7/27/99 Flying home from my first business trip - Dulles, Virginia.
There's something about sitting in a plane that finally makes you want to write, even when you haven't in weeks and hate doing it longhand and you have that half-sleepy late afternoon feeling--head groggy, ears popping, dehydrated, cramped, and with AC blowing right on your feet, so that you're trying to put your feet up, when there's nothing to put them up on, and you have to keep your stomach muscles contracted to keep them suspended in midair.
Yesterday we ate at a restaurant...80o humidity right in front of a public bus stop and the setting sun direct in your eyes...and of course they want an outdoor table. K. left for a few minutes to make one of her every-other-minute cellphone calls, and H. started to ask me the dreaded career/education questions. I haven't answered those in so long (so long meaning 1-2 months, maybe) that my usual rehearsed answers came out in shuffled order, and she smirked as if to say, You don't know what the hell you want to do. Vocalized more or less when K. returned and chatted about her wayward sister and H. added, "Grace is still finding herself also." They twittered charmingly.
As we left, they two walked ahead and L. and I behind. He asked where I'd gone to school and I asked in turn, and it was a logical step to make to ask how he ended up doing this, but as I was about to say it I killed it, because I didn't care. I was only going to ask because it was the logical step, but it didn't matter to me how he came and I'm sure he knew, and here he was now and that was all that mattered, right now, in terms of where he stood in relation to me, his coworker. The humidity had died and so had the conversation...

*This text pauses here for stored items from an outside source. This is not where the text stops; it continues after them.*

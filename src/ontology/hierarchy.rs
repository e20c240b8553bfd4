//! Entity hierarchy: subclass/subproperty graph over global entity ids.
//!
//! Edges point from a child to each of its direct parents. The graph is
//! built once by the ontology loader and is read-only for the duration of a
//! match run, so queries take `&self` and need no locking.
//!
//! Ancestor and descendant queries walk the graph breadth-first and report
//! the hop distance at which each relative was first reached, which is the
//! shortest subclass path between the two entities.

use std::collections::{HashMap, HashSet, VecDeque};

use petgraph::Direction;
use petgraph::graph::{DiGraph, NodeIndex};

use crate::entity::EntityId;

/// Read-only subsumption index over the entities of both knowledge bases.
#[derive(Debug, Clone, Default)]
pub struct EntityHierarchy {
    /// child → parent edges.
    graph: DiGraph<EntityId, ()>,
    /// EntityId → NodeIndex mapping for O(1) node lookups.
    nodes: HashMap<EntityId, NodeIndex>,
}

impl EntityHierarchy {
    /// Create an empty hierarchy.
    pub fn new() -> Self {
        Self::default()
    }

    fn ensure_node(&mut self, id: EntityId) -> NodeIndex {
        if let Some(&idx) = self.nodes.get(&id) {
            return idx;
        }
        let idx = self.graph.add_node(id);
        self.nodes.insert(id, idx);
        idx
    }

    /// Record that `child` is a direct subclass (or subproperty) of `parent`.
    ///
    /// Returns `false` for self-loops and edges already present.
    pub fn add_subclass(&mut self, child: EntityId, parent: EntityId) -> bool {
        if child == parent {
            return false;
        }
        let c = self.ensure_node(child);
        let p = self.ensure_node(parent);
        if self.graph.find_edge(c, p).is_some() {
            return false;
        }
        self.graph.add_edge(c, p, ());
        true
    }

    fn neighbors(&self, id: EntityId, dir: Direction) -> Vec<EntityId> {
        let Some(&idx) = self.nodes.get(&id) else {
            return Vec::new();
        };
        let mut out: Vec<EntityId> = self
            .graph
            .neighbors_directed(idx, dir)
            .map(|n| self.graph[n])
            .collect();
        out.sort_unstable();
        out.dedup();
        out
    }

    /// Direct parents, in ascending id order.
    pub fn parents(&self, id: EntityId) -> Vec<EntityId> {
        self.neighbors(id, Direction::Outgoing)
    }

    /// Direct children, in ascending id order.
    pub fn children(&self, id: EntityId) -> Vec<EntityId> {
        self.neighbors(id, Direction::Incoming)
    }

    /// BFS from `id` in one direction, up to `max_depth` hops (`None` = unbounded).
    fn walk(&self, id: EntityId, dir: Direction, max_depth: Option<usize>) -> Vec<(EntityId, usize)> {
        let mut out = Vec::new();
        if !self.nodes.contains_key(&id) {
            return out;
        }
        let mut visited: HashSet<EntityId> = HashSet::from([id]);
        let mut queue: VecDeque<(EntityId, usize)> = VecDeque::from([(id, 0)]);

        while let Some((current, depth)) = queue.pop_front() {
            if max_depth.is_some_and(|max| depth >= max) {
                continue;
            }
            for next in self.neighbors(current, dir) {
                if visited.insert(next) {
                    out.push((next, depth + 1));
                    queue.push_back((next, depth + 1));
                }
            }
        }
        out
    }

    /// Ancestors of `id` with their distance, nearest first.
    pub fn ancestors(&self, id: EntityId, max_depth: Option<usize>) -> Vec<(EntityId, usize)> {
        self.walk(id, Direction::Outgoing, max_depth)
    }

    /// Descendants of `id` with their distance, nearest first.
    pub fn descendants(&self, id: EntityId, max_depth: Option<usize>) -> Vec<(EntityId, usize)> {
        self.walk(id, Direction::Incoming, max_depth)
    }

    /// Entities sharing at least one direct parent with `id`.
    pub fn siblings(&self, id: EntityId) -> Vec<EntityId> {
        let mut out: Vec<EntityId> = self
            .parents(id)
            .into_iter()
            .flat_map(|p| self.children(p))
            .filter(|&c| c != id)
            .collect();
        out.sort_unstable();
        out.dedup();
        out
    }

    /// Length of the shortest subclass path between two related entities.
    ///
    /// The path may run upwards from either end but never changes direction,
    /// so siblings are unrelated (`None`). An entity is at distance 0 from
    /// itself.
    pub fn distance(&self, a: EntityId, b: EntityId) -> Option<usize> {
        if a == b {
            return Some(0);
        }
        let up = |from: EntityId, to: EntityId| {
            self.ancestors(from, None)
                .into_iter()
                .find(|&(id, _)| id == to)
                .map(|(_, d)| d)
        };
        up(a, b).or_else(|| up(b, a))
    }

    /// Whether `descendant` is a (transitive) subclass of `ancestor`.
    pub fn is_subclass_of(&self, descendant: EntityId, ancestor: EntityId) -> bool {
        descendant != ancestor
            && self
                .ancestors(descendant, None)
                .iter()
                .any(|&(id, _)| id == ancestor)
    }

    /// Whether the entity takes part in at least one subclass edge.
    pub fn contains(&self, id: EntityId) -> bool {
        self.nodes.contains_key(&id)
    }

    /// Number of direct subclass edges.
    pub fn edge_count(&self) -> usize {
        self.graph.edge_count()
    }

    /// Whether the hierarchy has no edges.
    pub fn is_empty(&self) -> bool {
        self.graph.edge_count() == 0
    }
}

#[cfg(test)]
mod tests {
    use super::*;

    fn id(raw: u32) -> EntityId {
        EntityId::new(raw)
    }

    /// ```text
    ///        1
    ///      /   \
    ///     2     3
    ///    / \     \
    ///   4   5     6
    ///   |
    ///   7
    /// ```
    fn tree() -> EntityHierarchy {
        let mut h = EntityHierarchy::new();
        h.add_subclass(id(2), id(1));
        h.add_subclass(id(3), id(1));
        h.add_subclass(id(4), id(2));
        h.add_subclass(id(5), id(2));
        h.add_subclass(id(6), id(3));
        h.add_subclass(id(7), id(4));
        h
    }

    #[test]
    fn direct_parents_and_children() {
        let h = tree();
        assert_eq!(h.parents(id(4)), vec![id(2)]);
        assert_eq!(h.children(id(2)), vec![id(4), id(5)]);
        assert!(h.parents(id(1)).is_empty());
        assert!(h.children(id(99)).is_empty());
    }

    #[test]
    fn duplicate_and_self_edges_are_ignored() {
        let mut h = tree();
        assert!(!h.add_subclass(id(2), id(1)));
        assert!(!h.add_subclass(id(8), id(8)));
        assert_eq!(h.edge_count(), 6);
    }

    #[test]
    fn ancestors_report_shortest_distance() {
        let h = tree();
        assert_eq!(h.ancestors(id(7), None), vec![(id(4), 1), (id(2), 2), (id(1), 3)]);
        assert_eq!(h.ancestors(id(7), Some(1)), vec![(id(4), 1)]);
    }

    #[test]
    fn descendants_breadth_first() {
        let h = tree();
        let d = h.descendants(id(1), None);
        assert_eq!(
            d,
            vec![(id(2), 1), (id(3), 1), (id(4), 2), (id(5), 2), (id(6), 2), (id(7), 3)]
        );
        assert_eq!(h.descendants(id(1), Some(1)).len(), 2);
    }

    #[test]
    fn diamond_takes_shortest_path() {
        let mut h = EntityHierarchy::new();
        h.add_subclass(id(2), id(1));
        h.add_subclass(id(3), id(2));
        h.add_subclass(id(3), id(1));
        assert_eq!(h.distance(id(3), id(1)), Some(1));
    }

    #[test]
    fn siblings_share_a_parent() {
        let h = tree();
        assert_eq!(h.siblings(id(4)), vec![id(5)]);
        assert_eq!(h.siblings(id(2)), vec![id(3)]);
        assert!(h.siblings(id(1)).is_empty());
    }

    #[test]
    fn distance_in_either_direction() {
        let h = tree();
        assert_eq!(h.distance(id(7), id(1)), Some(3));
        assert_eq!(h.distance(id(1), id(7)), Some(3));
        assert_eq!(h.distance(id(4), id(4)), Some(0));
        assert_eq!(h.distance(id(4), id(5)), None);
        assert!(h.is_subclass_of(id(7), id(2)));
        assert!(!h.is_subclass_of(id(2), id(7)));
    }
}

This morning the assistant VP at the meeting was so hot that every menial thing he asked me to do (for all of maybe 3 times) was momentous, like what was wrong with the CD-Roms, and did I have the extra disks. But I loved the way he said my name, and all I could think were 2 things: how hot he was, and how much I wanted to go home to see my boyfriend so I could get my mind off this assistant VP.
Outside the land plots look like those makeup trays of shadow and rouge...and that makes you wonder what kind of person you are, when the first thing you think when you see the land is that it resembles a cosmetic tray...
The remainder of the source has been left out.